Deputies from the Pima County Sheriffs Office and members of the Pima County Search and Recovery Divers, Inc. walk along the small road leading to Rose Canyon Lake in the Santa Catalina Mountains on Wednesday, August 22, 2012, outside Tucson, Ariz. They needed to assess the situation as they prepared to look for a man who is believed to have drowned in the lake. Efforts to search for the victim had been hampered by lightning and heavy rain in the area. Photo by A.E. Araiza/Arizona Daily Star

Search and rescue crews found the body of a 19-year-old man Wednesday afternoon who disappeared while swimming in Rose Canyon Lake the day before.

The body was found around 2:45 p.m. in the Mount Lemmon lake, said Pima County Sheriff’s Department Bureau Chief, Rick Kastigar.

Crews began a ground search for the man Wednesday morning but had to wait for a break in the weather to take a boat out into the water and send divers into the lake, Kastigar said.

“This appears to be a drowning,” Kastigar said. Officials are waiting for autopsy results to give an actual cause of death.

The sheriff’s department received a 911 report that the man, who was at the lake with friends, started drowning and went underwater around 5:30 p.m. Tuesday but divers could not go into the lake because of the murky water and decreasing daylight.

According to witnesses, the man slipped underwater while swimming across the lake.

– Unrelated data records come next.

//! Integration tests for entity synchronization, from registry to mirror.

use std::time::{Duration, Instant};

use umi3d_networking::entity::ApplyOutcome;
use umi3d_networking::server::{Delivery, EnterDescriptor, Request};
use umi3d_networking::tracking::{AvatarPose, AvatarRenderer};
use umi3d_networking::{
    ClientState, DecoderTable, EntityDraft, EntityMirror, EntityRegistry, EnvironmentClient, EnvironmentServer, Message,
    MutationOutcome, NetworkCommand, NetworkEvent, Operation, PropertyValue, Transaction, TransactionBatcher,
    Umi3dConfig, UserId,
};
use umi3d_shared::{keys, EntityCategory, Vec3};

struct NoRenderer;

impl AvatarRenderer for NoRenderer {
    fn apply_pose(&mut self, _pose: &AvatarPose) {}
}

fn mirror_of(registry: &EntityRegistry, user: UserId) -> EntityMirror {
    let mut mirror = EntityMirror::new();
    for entity in registry.iter_tree() {
        if let Some(descriptor) = registry.descriptor(entity.id(), user) {
            mirror.load(descriptor);
        }
    }
    mirror
}

#[test]
fn test_set_property_applied_twice_converges() {
    let mut registry = EntityRegistry::new();
    let id = registry.register(EntityDraft::new(EntityCategory::Object3D).with_name("cube"));
    let mut mirror = mirror_of(&registry, UserId(1));
    let _ = registry.drain_operations();

    registry.set_property(id, keys::NAME, "sphere");
    let operations = registry.drain_operations();
    assert_eq!(operations.len(), 1);

    let transaction = Transaction::from_operations(operations);
    mirror.apply_transaction(&transaction);
    let once = mirror.get(id).unwrap().property(keys::NAME).cloned();
    mirror.apply_transaction(&transaction);
    let twice = mirror.get(id).unwrap().property(keys::NAME).cloned();

    assert_eq!(once, Some(PropertyValue::Text("sphere".to_string())));
    assert_eq!(once, twice);
}

#[test]
fn test_setting_current_value_records_nothing() {
    let mut registry = EntityRegistry::new();
    let id = registry.register(EntityDraft::new(EntityCategory::Object3D).with_property(keys::INTERACTABLE, true));
    let _ = registry.drain_operations();

    assert_eq!(registry.set_property(id, keys::INTERACTABLE, true), MutationOutcome::Unchanged);
    assert!(registry.pending_operations().is_empty());
}

#[test]
fn test_fourth_operation_starts_second_batch() {
    let config = Umi3dConfig::from_toml_str("[batcher]\nmax_operations = 3\nflush_interval_ms = 0").unwrap();
    let mut registry = EntityRegistry::new();
    let mut batcher = TransactionBatcher::new(config.batcher, Vec::<Transaction>::new());
    let now = Instant::now();

    for name in ["a", "b", "c", "d"] {
        registry.register(EntityDraft::new(EntityCategory::Object3D).with_name(name));
    }
    batcher.extend(registry.drain_operations(), now);
    assert_eq!(batcher.sink().len(), 1);
    assert_eq!(batcher.pending_len(), 1);

    batcher.flush();
    let sizes: Vec<usize> = batcher.sink().iter().map(Transaction::len).collect();
    assert_eq!(sizes, vec![3, 1]);
}

#[test]
fn test_override_wins_for_its_user_only() {
    let mut registry = EntityRegistry::new();
    let id = registry.register(
        EntityDraft::new(EntityCategory::Object3D).with_property(keys::POSITION, Vec3::new(0.0, 0.0, 0.0)),
    );
    let (alice, bob) = (UserId(1), UserId(2));

    registry.set_property_for(id, alice, keys::POSITION, Vec3::new(1.0, 0.0, 0.0));
    registry.set_property(id, keys::POSITION, Vec3::new(5.0, 0.0, 0.0));

    let for_alice = registry.descriptor(id, alice).unwrap();
    let for_bob = registry.descriptor(id, bob).unwrap();
    assert_eq!(
        for_alice.property(keys::POSITION),
        Some(&PropertyValue::Vec3(Vec3::new(1.0, 0.0, 0.0)))
    );
    assert_eq!(
        for_bob.property(keys::POSITION),
        Some(&PropertyValue::Vec3(Vec3::new(5.0, 0.0, 0.0)))
    );
}

#[test]
fn test_remove_twice_is_noop() {
    let mut registry = EntityRegistry::new();
    let parent = registry.register(EntityDraft::new(EntityCategory::Object3D));
    let child = registry.register(EntityDraft::new(EntityCategory::Node).with_parent(parent));
    let _ = registry.drain_operations();

    assert_eq!(registry.remove(parent), MutationOutcome::Recorded);
    assert!(registry.get(parent).is_none());
    assert!(registry.get(child).is_none());
    assert_eq!(registry.remove(parent), MutationOutcome::Missing);

    let operations = registry.drain_operations();
    assert_eq!(operations.len(), 1);
    assert!(matches!(operations[0], Operation::DeleteEntity { entity, .. } if entity == parent));
}

#[test]
fn test_list_edit_out_of_sequence_asks_for_reload() {
    let mut registry = EntityRegistry::new();
    let id = registry.register(
        EntityDraft::new(EntityCategory::Object3D).with_property(keys::MATERIALS, vec![PropertyValue::Int(1)]),
    );
    let mut mirror = mirror_of(&registry, UserId(1));
    let _ = registry.drain_operations();

    registry.push_item(id, keys::MATERIALS, PropertyValue::Int(2));
    registry.push_item(id, keys::MATERIALS, PropertyValue::Int(3));
    let operations = registry.drain_operations();
    assert_eq!(operations.len(), 2);

    // the first edit is lost on the way
    assert_eq!(mirror.apply(&operations[1]), ApplyOutcome::Desynced);
    assert_eq!(mirror.take_desynced(), vec![id]);
}

fn login(server: &mut EnvironmentServer, name: &str) -> EnterDescriptor {
    let body = format!(r#"{{"login":"{name}"}}"#).into_bytes();
    let response = server.handle_http(&Request::post("/login", body));
    assert_eq!(response.status, 200);
    serde_json::from_slice(&response.body).unwrap()
}

#[test]
fn test_server_to_client_over_channels() {
    let config = Umi3dConfig::default();
    let (mut server, network) = EnvironmentServer::new(config.clone());
    let cube = server.registry_mut().register(
        EntityDraft::new(EntityCategory::Object3D)
            .with_name("cube")
            .with_property(keys::ACTIVE, true),
    );
    server.flush(Instant::now());

    let mut client = EnvironmentClient::new(config);
    let enter = login(&mut server, "alice");
    assert_eq!(enter.delivery, Delivery::Socket);
    client.enter(&enter);
    assert_eq!(client.state(), ClientState::Loading);

    network.events.send(NetworkEvent::Connected(enter.user)).unwrap();
    server.tick(Instant::now());

    let load = server.handle_http(&Request::get(&format!("/load?user={}", enter.user.0)));
    assert_eq!(load.status, 200);
    assert_eq!(client.load_response(&load.body).unwrap(), 1);
    assert_eq!(client.state(), ClientState::Connected);

    // the load itself marked the cube dirty
    let mut renderer = NoRenderer;
    assert_eq!(client.tick(Instant::now(), None, &mut renderer).dirty, vec![cube]);

    server.registry_mut().set_property(cube, keys::NAME, "renamed");
    server.flush(Instant::now());

    let table = DecoderTable::standard();
    let mut delivered = 0;
    for command in network.commands.try_iter() {
        if let NetworkCommand::Send { user, bytes, .. } = command {
            assert_eq!(user, enter.user);
            assert!(matches!(table.decode(&bytes), Ok(Message::Transaction(_))));
            client.submit_payload(bytes).unwrap();
            delivered += 1;
        }
    }
    assert_eq!(delivered, 1);

    let deadline = Instant::now() + Duration::from_secs(5);
    loop {
        let tick = client.tick(Instant::now(), None, &mut renderer);
        if tick.dirty.contains(&cube) {
            break;
        }
        assert!(Instant::now() < deadline, "transaction never reached the mirror");
        std::thread::sleep(Duration::from_millis(5));
    }
    assert_eq!(
        client.mirror().get(cube).unwrap().property(keys::NAME),
        Some(&PropertyValue::Text("renamed".to_string()))
    );
}

#[test]
fn test_polling_user_collects_updates() {
    let (mut server, _network) = EnvironmentServer::new(Umi3dConfig::default());
    let body = br#"{"login":"bob","polling":true}"#.to_vec();
    let enter: EnterDescriptor =
        serde_json::from_slice(&server.handle_http(&Request::post("/login", body)).body).unwrap();
    assert_eq!(enter.delivery, Delivery::Polling);

    let mut client = EnvironmentClient::new(Umi3dConfig::default());
    client.enter(&enter);
    let load = server.handle_http(&Request::get(&format!("/load?user={}", enter.user.0)));
    client.load_response(&load.body).unwrap();

    let id = server
        .registry_mut()
        .register(EntityDraft::new(EntityCategory::Object3D).with_name("late"));
    server.flush(Instant::now());

    let update = server.handle_http(&Request::get(&format!("/update?user={}", enter.user.0)));
    let report = client.update_response(&update.body).unwrap();
    assert_eq!(report.applied, 1);
    assert!(client.mirror().get(id).is_some());

    // the queue was emptied by the first poll
    let again = server.handle_http(&Request::get(&format!("/update?user={}", enter.user.0)));
    assert_eq!(client.update_response(&again.body).unwrap().applied, 0);
}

“There were a couple of young men who decided to take the challenge to swim across the lake,” Kastigar said. “And they decided to swim across the same direction and one made it and one didn’t.”

The seven-acre lake was created in 1958 and is a popular fishing spot in a canyon at 7,000 feet on Mount Lemmon. The Arizona Game and Fish Department regularly stocks the lake with rainbow trout.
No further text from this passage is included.